Intension is generally discussed with regard to extension (or *denotation*). For example, the intension of a car is the all-inclusive concept of a car, including, for example, mile-long cars made of chocolate that may not actually exist. But the extension of a car is all actual instances of cars (past, present, and future), which will amount to millions or billions of cars, but probably does not include any mile-long cars made of chocolate.

The meaning of a word can be thought of as the bond between *the idea or thing the word refers to* and *the word itself*. Swiss linguist Ferdinand de Saussure contrasts three concepts:

- the
*signified*—the concept or idea that a sign evokes. - the
*signifier*—the "sound image" or string of letters on a page that one recognizes as a sign. - the
*referent*—the actual thing or set of things a sign refers to.

Intension is analogous to the signified extension to the referent. The intension thus links the signifier to the sign's extension. Without intension of some sort, words can have no meaning.

*Intension* and *intensionality* (the state of having intension) should not be confused with *intention* and *intentionality*, which are pronounced the same and occasionally arise in the same philosophical context. Where this happens, the letter 's' or 't' is sometimes italicized to emphasize the distinction.

In any of several studies that treat the use of *signs*, for example, linguistics, logic, mathematics, semantics, and semiotics, the **extension** of a concept, idea, or sign consists of the things to which it applies, in contrast with its *comprehension* or *intension*, which consists very roughly of the ideas, properties, or corresponding signs that are implied or suggested by the concept in question.
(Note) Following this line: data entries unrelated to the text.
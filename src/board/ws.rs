use axum::{
    extract::ws::{Message as WsFrame, WebSocket, WebSocketUpgrade},
    response::IntoResponse,
};
use futures_util::{SinkExt, StreamExt, stream::SplitSink, stream::SplitStream};
use serde::{Deserialize, Serialize};
use std::time::Duration;
use tokio::sync::broadcast;
use tokio::time::Instant;

use super::models::*;

/// How often to send WebSocket Ping frames.
const PING_INTERVAL: Duration = Duration::from_secs(30);

/// How long to wait for a Pong before considering the connection dead.
const PONG_TIMEOUT: Duration = Duration::from_secs(60);

// ── WebSocket message types ──────────────────────────────────────────

#[derive(Debug, Clone, Serialize, Deserialize)]
#[serde(tag = "type", content = "data")]
pub enum WsMessage {
    // Boards
    BoardCreated {
        board: Board,
    },
    BoardUpdated {
        board: Board,
    },
    BoardDeleted {
        board_id: String,
    },
    MemberAdded {
        board_id: String,
        user_id: String,
    },
    MemberRemoved {
        board_id: String,
        user_id: String,
    },

    // Columns
    ColumnCreated {
        column: Column,
    },
    ColumnUpdated {
        column: Column,
    },
    ColumnDeleted {
        board_id: String,
        column_id: String,
    },
    ColumnCompacted {
        board_id: String,
        column_id: String,
        rewritten: usize,
    },

    // Cards
    CardCreated {
        card: Card,
    },
    CardUpdated {
        card: Card,
    },
    CardMoved {
        board_id: String,
        card_id: String,
        from_column: String,
        to_column: String,
        order: i64,
    },
    CardDeleted {
        board_id: String,
        card_id: String,
        column_id: String,
    },

    // Labels
    LabelCreated {
        label: Label,
    },
    LabelDeleted {
        board_id: String,
        label_id: String,
    },

    // Conversation
    CommentAdded {
        comment: Comment,
    },
    MessagePosted {
        message: Message,
    },
    NotificationCreated {
        notification: Notification,
    },
}

// ── WebSocket handler ────────────────────────────────────────────────

/// Upgrade and subscribe the socket to the board event channel.
pub async fn ws_handler_with_sender(
    ws: WebSocketUpgrade,
    tx: broadcast::Sender<String>,
) -> impl IntoResponse {
    ws.on_upgrade(move |socket| handle_socket(socket, tx))
}

async fn handle_socket(socket: WebSocket, tx: broadcast::Sender<String>) {
    let (sender, receiver) = socket.split();
    let rx = tx.subscribe();
    tracing::debug!(subscribers = tx.receiver_count(), "WebSocket client connected");
    run_socket_loop(sender, receiver, rx).await;
    tracing::debug!("WebSocket client disconnected");
}

/// Forward broadcast events to one client with ping/pong keepalive.
///
/// If no Pong arrives within [`PONG_TIMEOUT`] of a Ping, the connection is
/// considered dead and the loop exits.
async fn run_socket_loop(
    mut sender: SplitSink<WebSocket, WsFrame>,
    mut receiver: SplitStream<WebSocket>,
    mut rx: broadcast::Receiver<String>,
) {
    let mut ping_interval = tokio::time::interval(PING_INTERVAL);
    // First tick completes immediately.
    ping_interval.tick().await;

    let mut last_pong = Instant::now();
    let mut awaiting_pong = false;

    loop {
        tokio::select! {
            _ = ping_interval.tick() => {
                if awaiting_pong && last_pong.elapsed() > PONG_TIMEOUT {
                    tracing::debug!("WebSocket pong timeout");
                    break;
                }
                if sender.send(WsFrame::Ping(Vec::<u8>::new().into())).await.is_err() {
                    break;
                }
                awaiting_pong = true;
            }

            result = rx.recv() => {
                match result {
                    Ok(json) => {
                        if sender.send(WsFrame::Text(json.into())).await.is_err() {
                            break;
                        }
                    }
                    Err(broadcast::error::RecvError::Closed) => break,
                    Err(broadcast::error::RecvError::Lagged(skipped)) => {
                        tracing::warn!(skipped, "WebSocket client lagged behind event stream");
                        continue;
                    }
                }
            }

            msg = receiver.next() => {
                match msg {
                    Some(Ok(WsFrame::Pong(_))) => {
                        last_pong = Instant::now();
                        awaiting_pong = false;
                    }
                    Some(Ok(WsFrame::Close(_))) | None => break,
                    // Clients only listen.
                    Some(Ok(_)) => {}
                    Some(Err(_)) => break,
                }
            }
        }
    }

    let _ = sender.send(WsFrame::Close(None)).await;
}

// ── Broadcast helper ─────────────────────────────────────────────────

/// Serialize and broadcast a WsMessage to all connected clients.
/// Having no subscribers is not an error.
pub fn broadcast_message(tx: &broadcast::Sender<String>, msg: &WsMessage) {
    match serde_json::to_string(msg) {
        Ok(json) => {
            let _ = tx.send(json);
        }
        Err(e) => {
            tracing::error!(error = %e, "Failed to serialize WsMessage");
        }
    }
}

// ── Tests ────────────────────────────────────────────────────────────

#[cfg(test)]
mod tests {
    use super::*;

    fn card() -> Card {
        Card {
            id: "c1".into(),
            column_id: "col1".into(),
            board_id: "b1".into(),
            title: "Test".into(),
            description: None,
            due_date: None,
            color: None,
            story_points: Some(3),
            time_estimate: None,
            time_spent: None,
            assignees: vec![],
            labels: vec![],
            order: 0,
            created_by: "u1".into(),
            created_at: "2026-01-01T00:00:00Z".into(),
        }
    }

    #[test]
    fn test_ws_message_card_created_serialization() {
        let msg = WsMessage::CardCreated { card: card() };
        let json = serde_json::to_string(&msg).unwrap();
        assert!(json.contains("\"type\":\"CardCreated\""));
        assert!(json.contains("\"data\""));
        assert!(json.contains("\"title\":\"Test\""));
        assert!(json.contains("\"story_points\":3"));
    }

    #[test]
    fn test_ws_message_card_moved_serialization() {
        let msg = WsMessage::CardMoved {
            board_id: "b1".into(),
            card_id: "c1".into(),
            from_column: "col1".into(),
            to_column: "col2".into(),
            order: 0,
        };
        let value: serde_json::Value = serde_json::to_value(&msg).unwrap();
        assert_eq!(value["type"], "CardMoved");
        assert_eq!(value["data"]["from_column"], "col1");
        assert_eq!(value["data"]["to_column"], "col2");
        assert_eq!(value["data"]["order"], 0);
    }

    #[test]
    fn test_ws_message_round_trip() {
        let msg = WsMessage::ColumnCompacted {
            board_id: "b1".into(),
            column_id: "col1".into(),
            rewritten: 2,
        };
        let json = serde_json::to_string(&msg).unwrap();
        let parsed: WsMessage = serde_json::from_str(&json).unwrap();
        match parsed {
            WsMessage::ColumnCompacted { rewritten, .. } => assert_eq!(rewritten, 2),
            other => panic!("unexpected message: {:?}", other),
        }
    }

    #[test]
    fn test_broadcast_message_reaches_subscribers() {
        let (tx, mut rx) = broadcast::channel(4);
        broadcast_message(
            &tx,
            &WsMessage::CardDeleted {
                board_id: "b1".into(),
                card_id: "c1".into(),
                column_id: "col1".into(),
            },
        );
        let json = rx.try_recv().unwrap();
        assert!(json.contains("\"type\":\"CardDeleted\""));
        assert!(json.contains("\"card_id\":\"c1\""));
    }

    #[test]
    fn test_broadcast_without_subscribers_is_silent() {
        let (tx, rx) = broadcast::channel::<String>(4);
        drop(rx);
        broadcast_message(&tx, &WsMessage::BoardDeleted { board_id: "b1".into() });
    }
}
In philosophical semantics or the philosophy of language, the *extension* of a concept or expression is the set of things it extends to, or applies to, if it is the sort of concept or expression that a single object by itself can satisfy. (Concepts and expressions of this sort are *monadic* or "one-place" concepts and expressions.)
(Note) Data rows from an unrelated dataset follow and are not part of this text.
//! Integration tests for the corkboard CLI.

use assert_cmd::Command;
use assert_cmd::cargo::cargo_bin_cmd;
use predicates::prelude::*;
use std::fs;
use tempfile::TempDir;

const ENV_VARS: [&str; 5] = [
    "CORKBOARD_HOST",
    "CORKBOARD_PORT",
    "CORKBOARD_DB_PATH",
    "CORKBOARD_LOG_JSON",
    "RUST_LOG",
];

/// Helper to create a corkboard Command running in `dir` with a clean env
fn corkboard(dir: &TempDir) -> Command {
    let mut cmd = cargo_bin_cmd!("corkboard");
    cmd.current_dir(dir.path());
    for var in ENV_VARS {
        cmd.env_remove(var);
    }
    cmd
}

// =============================================================================
// Basic CLI Tests
// =============================================================================

mod cli_basics {
    use super::*;

    #[test]
    fn test_help() {
        let dir = TempDir::new().unwrap();
        corkboard(&dir)
            .arg("--help")
            .assert()
            .success()
            .stdout(predicate::str::contains("serve"))
            .stdout(predicate::str::contains("init"))
            .stdout(predicate::str::contains("config"));
    }

    #[test]
    fn test_version() {
        let dir = TempDir::new().unwrap();
        corkboard(&dir)
            .arg("--version")
            .assert()
            .success()
            .stdout(predicate::str::contains("corkboard"));
    }

    #[test]
    fn test_unknown_subcommand_fails() {
        let dir = TempDir::new().unwrap();
        corkboard(&dir).arg("frobnicate").assert().failure();
    }
}

// =============================================================================
// Database Init
// =============================================================================

mod init {
    use super::*;

    #[test]
    fn test_init_creates_database_at_path() {
        let dir = TempDir::new().unwrap();
        let db_path = dir.path().join("data").join("board.db");

        corkboard(&dir)
            .arg("init")
            .arg("--db-path")
            .arg(&db_path)
            .assert()
            .success()
            .stdout(predicate::str::contains("Board database initialized"));

        assert!(db_path.exists());
    }

    #[test]
    fn test_init_defaults_to_configured_path() {
        let dir = TempDir::new().unwrap();

        corkboard(&dir).arg("init").assert().success();

        assert!(dir.path().join(".corkboard/board.db").exists());
    }

    #[test]
    fn test_init_honours_env_db_path() {
        let dir = TempDir::new().unwrap();

        corkboard(&dir)
            .env("CORKBOARD_DB_PATH", "from-env.db")
            .arg("init")
            .assert()
            .success();

        assert!(dir.path().join("from-env.db").exists());
    }

    #[test]
    fn test_init_is_idempotent() {
        let dir = TempDir::new().unwrap();
        corkboard(&dir).arg("init").assert().success();
        corkboard(&dir).arg("init").assert().success();
    }
}

// =============================================================================
// Config
// =============================================================================

mod config {
    use super::*;

    #[test]
    fn test_config_init_writes_default_file() {
        let dir = TempDir::new().unwrap();

        corkboard(&dir)
            .args(["config", "init"])
            .assert()
            .success()
            .stdout(predicate::str::contains("Created corkboard.toml"));

        let content = fs::read_to_string(dir.path().join("corkboard.toml")).unwrap();
        assert!(content.contains("[server]"));
        assert!(content.contains("port = 4173"));
        assert!(content.contains("[logging]"));
    }

    #[test]
    fn test_config_init_does_not_overwrite() {
        let dir = TempDir::new().unwrap();
        fs::write(dir.path().join("corkboard.toml"), "[server]\nport = 9000\n").unwrap();

        corkboard(&dir)
            .args(["config", "init"])
            .assert()
            .success()
            .stdout(predicate::str::contains("already exists"));

        let content = fs::read_to_string(dir.path().join("corkboard.toml")).unwrap();
        assert!(content.contains("port = 9000"));
    }

    #[test]
    fn test_config_show_defaults_without_file() {
        let dir = TempDir::new().unwrap();

        corkboard(&dir)
            .args(["config", "show"])
            .assert()
            .success()
            .stdout(predicate::str::contains("No corkboard.toml found"))
            .stdout(predicate::str::contains("port = 4173"));
    }

    #[test]
    fn test_config_show_reads_file_and_env() {
        let dir = TempDir::new().unwrap();
        fs::write(
            dir.path().join("corkboard.toml"),
            "[server]\nport = 9000\nhost = \"0.0.0.0\"\n",
        )
        .unwrap();

        corkboard(&dir)
            .env("CORKBOARD_PORT", "9100")
            .args(["config", "show"])
            .assert()
            .success()
            .stdout(predicate::str::contains("port = 9100"))
            .stdout(predicate::str::contains("host = \"0.0.0.0\""));
    }

    #[test]
    fn test_config_flag_selects_file() {
        let dir = TempDir::new().unwrap();
        fs::write(dir.path().join("alt.toml"), "[server]\nport = 7777\n").unwrap();

        corkboard(&dir)
            .args(["--config", "alt.toml", "config", "show"])
            .assert()
            .success()
            .stdout(predicate::str::contains("port = 7777"));
    }

    #[test]
    fn test_config_validate_reports_warnings() {
        let dir = TempDir::new().unwrap();
        fs::write(
            dir.path().join("corkboard.toml"),
            "[server]\nevent_buffer = 0\n",
        )
        .unwrap();

        corkboard(&dir)
            .args(["config", "validate"])
            .assert()
            .success()
            .stdout(predicate::str::contains("event_buffer"));
    }

    #[test]
    fn test_malformed_config_file_fails() {
        let dir = TempDir::new().unwrap();
        fs::write(dir.path().join("corkboard.toml"), "[server\nport = ").unwrap();

        corkboard(&dir)
            .args(["config", "show"])
            .assert()
            .failure()
            .stderr(predicate::str::contains("corkboard.toml"));
    }

    #[test]
    fn test_invalid_env_port_fails() {
        let dir = TempDir::new().unwrap();

        corkboard(&dir)
            .env("CORKBOARD_PORT", "not-a-port")
            .arg("serve")
            .assert()
            .failure()
            .stderr(predicate::str::contains("CORKBOARD_PORT"));
    }
}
So the extension of the word "dog" is the set of all (past, present and future) dogs in the world: the set includes Fido, Rover, Lassie, Rex, and so on. The extension of the phrase "Wikipedia reader" includes each person who has ever read Wikipedia, including you.
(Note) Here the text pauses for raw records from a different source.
//! Storage seams consumed by the ordering engine.
//!
//! The engine never talks to SQLite directly; it sees the document store as
//! a [`CardStore`] and the activity log as an [`ActivitySink`]. `DbHandle`
//! implements both. Tests substitute wrappers to observe or fail writes.

use anyhow::Result;
use async_trait::async_trait;

use super::db::DbHandle;
use super::models::{Activity, Board, Card, Column, NewActivity, NewCard};

/// Document-store operations the ordering engine depends on.
///
/// Each method is one awaited round trip. Nothing here is transactional
/// across calls.
#[async_trait]
pub trait CardStore: Send + Sync {
    async fn board(&self, id: &str) -> Result<Option<Board>>;
    async fn column(&self, id: &str) -> Result<Option<Column>>;
    async fn card(&self, id: &str) -> Result<Option<Card>>;
    /// Cards in a column, ascending by order.
    async fn cards_in_column(&self, column_id: &str) -> Result<Vec<Card>>;
    async fn insert_card(&self, card: NewCard) -> Result<Card>;
    async fn set_card_position(&self, card_id: &str, column_id: &str, order: i64) -> Result<()>;
    async fn delete_card(&self, card_id: &str) -> Result<bool>;
    async fn delete_card_comments(&self, card_id: &str) -> Result<usize>;
}

/// Append-only activity log.
#[async_trait]
pub trait ActivitySink: Send + Sync {
    async fn record(&self, activity: NewActivity) -> Result<Activity>;
}

#[async_trait]
impl CardStore for DbHandle {
    async fn board(&self, id: &str) -> Result<Option<Board>> {
        let id = id.to_string();
        self.call(move |db| db.get_board(&id)).await
    }

    async fn column(&self, id: &str) -> Result<Option<Column>> {
        let id = id.to_string();
        self.call(move |db| db.get_column(&id)).await
    }

    async fn card(&self, id: &str) -> Result<Option<Card>> {
        let id = id.to_string();
        self.call(move |db| db.get_card(&id)).await
    }

    async fn cards_in_column(&self, column_id: &str) -> Result<Vec<Card>> {
        let column_id = column_id.to_string();
        self.call(move |db| db.list_cards_in_column(&column_id)).await
    }

    async fn insert_card(&self, card: NewCard) -> Result<Card> {
        self.call(move |db| db.insert_card(&card)).await
    }

    async fn set_card_position(&self, card_id: &str, column_id: &str, order: i64) -> Result<()> {
        let card_id = card_id.to_string();
        let column_id = column_id.to_string();
        self.call(move |db| db.set_card_position(&card_id, &column_id, order))
            .await
    }

    async fn delete_card(&self, card_id: &str) -> Result<bool> {
        let card_id = card_id.to_string();
        self.call(move |db| db.delete_card(&card_id)).await
    }

    async fn delete_card_comments(&self, card_id: &str) -> Result<usize> {
        let card_id = card_id.to_string();
        self.call(move |db| db.delete_comments_for_card(&card_id))
            .await
    }
}

#[async_trait]
impl ActivitySink for DbHandle {
    async fn record(&self, activity: NewActivity) -> Result<Activity> {
        self.call(move |db| db.insert_activity(&activity)).await
    }
}

#[cfg(test)]
mod tests {
    use super::*;
    use crate::board::db::BoardDb;
    use crate::board::models::ActivityKind;

    #[tokio::test]
    async fn test_db_handle_serves_card_store() -> Result<()> {
        let handle = DbHandle::new(BoardDb::new_in_memory()?);
        let (board_id, column_id) = {
            let db = handle.lock_sync()?;
            let owner = db.create_user("alice", "Alice", None)?;
            let board = db.create_board(&owner.id, "B", None, None, false)?;
            let column = db.create_column(&board.id, "Todo", None)?;
            (board.id, column.id)
        };

        let store: &dyn CardStore = &handle;
        assert!(store.board(&board_id).await?.is_some());
        assert!(store.column(&column_id).await?.is_some());

        let card = store
            .insert_card(NewCard {
                column_id: column_id.clone(),
                board_id: board_id.clone(),
                title: "A".into(),
                description: None,
                order: 0,
                created_by: "alice".into(),
            })
            .await?;
        store.set_card_position(&card.id, &column_id, 3).await?;
        let cards = store.cards_in_column(&column_id).await?;
        assert_eq!(cards.len(), 1);
        assert_eq!(cards[0].order, 3);

        assert_eq!(store.delete_card_comments(&card.id).await?, 0);
        assert!(store.delete_card(&card.id).await?);
        assert!(store.card(&card.id).await?.is_none());
        Ok(())
    }

    #[tokio::test]
    async fn test_db_handle_records_activity() -> Result<()> {
        let handle = DbHandle::new(BoardDb::new_in_memory()?);
        let sink: &dyn ActivitySink = &handle;
        let recorded = sink
            .record(NewActivity {
                board_id: "b1".into(),
                user_id: "u1".into(),
                card_id: Some("c1".into()),
                kind: ActivityKind::CardCreated,
                metadata: serde_json::json!({"card_title": "A"}),
            })
            .await?;
        assert_eq!(recorded.kind, ActivityKind::CardCreated);

        let feed = handle.call(|db| db.list_activities("b1", 10)).await?;
        assert_eq!(feed.len(), 1);
        Ok(())
    }
}
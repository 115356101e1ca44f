//! Caller identity and board access checks.
//!
//! Identity comes from outside (the HTTP layer reads the `x-user-id`
//! header); these helpers only decide what an identified caller may do.

use crate::errors::{BoardError, BoardResult};

use super::models::Board;

/// Header carrying the caller's user id.
pub const USER_HEADER: &str = "x-user-id";

/// Reject a missing or blank caller identity.
pub fn require_caller(caller: Option<&str>) -> BoardResult<&str> {
    match caller.map(str::trim) {
        Some(id) if !id.is_empty() => Ok(id),
        _ => Err(BoardError::NotAuthenticated),
    }
}

/// Owner or member may mutate the board's content.
pub fn require_member(board: &Board, user_id: &str) -> BoardResult<()> {
    if board.is_member(user_id) {
        Ok(())
    } else {
        Err(BoardError::NotAuthorized)
    }
}

/// Only the owner may change settings, membership, or delete the board.
pub fn require_owner(board: &Board, user_id: &str) -> BoardResult<()> {
    if board.is_owner(user_id) {
        Ok(())
    } else {
        Err(BoardError::NotAuthorized)
    }
}

/// Public boards are readable by any identified caller.
pub fn require_reader(board: &Board, user_id: &str) -> BoardResult<()> {
    if board.is_public || board.is_member(user_id) {
        Ok(())
    } else {
        Err(BoardError::NotAuthorized)
    }
}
In the context of formal logic, the extension of a whole *statement*, as opposed to a word or phrase, is sometimes defined (arguably by convention) as its logical value. So, in that view, the extension of "Lassie is famous" is the logical value *true*, since Lassie *is* famous.

Some concepts and expressions are such that they do not apply to objects individually, but rather serve to relate objects to objects. For example, the words "before" and "after" do not apply to objects individually—it makes no sense to say "Jim is before" or "Jim is after"—but to one thing in relation to another, as in "The wedding is before the reception" and "The reception is after the wedding." Such "relational" or "polyadic" ("many-place") concepts and expressions have, for their extension, the set of all sequences of objects that satisfy the concept or expression in question. So the extension of "before" is the set of all (ordered) pairs of objects such that the first one is before (precedes) the second one.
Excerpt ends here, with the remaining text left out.